Nome: Joyce Costa Carvalho

Idade: 19

Aniversário: 16-01-1986

Curso: Licenciatura em Letras na UFMA

Fisicamente: 1,64, olhos e cabelos castanhos

Psicologicamente: Sou inconstante, tenho mania de perfeição e sou fiel a meus objetivos.

Objetivos: Escrever um romance sobre minha cidade e ser feliz!

Pretendo ser: Algo entre professora, tradutora e escritora.

Livro que mais gostei de ler: O Primo Basílio, de Eça de Queirós.

Livro que me deixou em frangalhos: Fausto de Goethe.

Estou lendo: O Engenhoso Fidalgo Dom Quixote de La Mancha, Miguel Cervantes.

Estou ouvindo: Lose My Breath, Destiny's Child.

Gosto da letra de : Kiss Me, Sixpence.

Ídolo: Pelas maravilhas que realizou na minha vida, as quais sou eternamente grata, Deus.

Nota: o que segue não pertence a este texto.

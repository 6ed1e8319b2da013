//! Surface d'operations du core
//!
//! Requetes typees consommees par l'hote (UI via IPC, service, tests):
//! indexation initiale, reconciliation des listings, notifications
//! optimistes, controle des caches et requetes de metriques. Chaque
//! operation acquiert ses poignees via le Core et emet ses evenements sur
//! le bus type.

use std::sync::Arc;
use std::time::Instant;

use crate::core::{Core, IndexTask, CANCEL_GRACE};
use crate::errors::AppError;
use crate::events::{CoreEvent, IndexProgressEvent, IndexStatus, ObjectCompletedEvent};
use crate::listing::ObjectLister;
use crate::metrics_store::{
    BucketUsageStats, CacheEvent, CacheSummary, DailyCacheStats, DailyStats, ErrorStats,
    HourlyStats, OperationStats, RequestRecord, S3Pricing, StorageInfo,
};
use crate::models::{
    categorize_s3_error, BucketIndexMetadata, BucketIndexStats, IndexingConfig,
    InitialIndexResult, ListObjectsResponse, PrefixStats, PrefixStatus, RequestCategory,
    S3MetricsEvent, S3Object, S3Operation,
};
use crate::validation;

/// Statut agrege des deux caches de poignees
#[derive(Debug, serde::Serialize)]
pub struct AllCachesStatus {
    pub database_managers: crate::cache_manager::CacheStatus,
    pub index_managers: crate::cache_manager::CacheStatus,
}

Detesto: Peixe Cozido (embora saiba que é saudável), chá de boldo e chá de pariri, carne cozida e suco de melão.

Adoro: Torta de camarão, suco de uva e suco de bacuri (e outros que não seja melão), club social, nikito, fanta uva, etc...

Cor preferida: azul e suas nuances.

Cor odiada: roxo

Se quer me agradar: Não discuta religião e política (esses assuntos não se discute), não seja vaidoso, seja divertido, seja você mesmo, não tenha mania de grandeza.

Se não fosse homo sapiens: seria uma Borboleta, pois ela significa, transformação e evolução, além de uma beleza indiscutível.

Bichinhos de estimação: Um gatinho siamês de 4 anos, chamado Tom, um cachorro turrão de 6 anos chamado Bob, tinha um periquito chamado João, mas um gato vira-lata comeu ele.

Filmes que + gosto: Matrix Reloaded, Matrix, A bruxa de Blair, Segredos dos Passado, A Cela, Central do Brasil.

Assisto(assisti) e gosto (gostei): Sexo Frágil, Hoje é dia de maria, A Diarista.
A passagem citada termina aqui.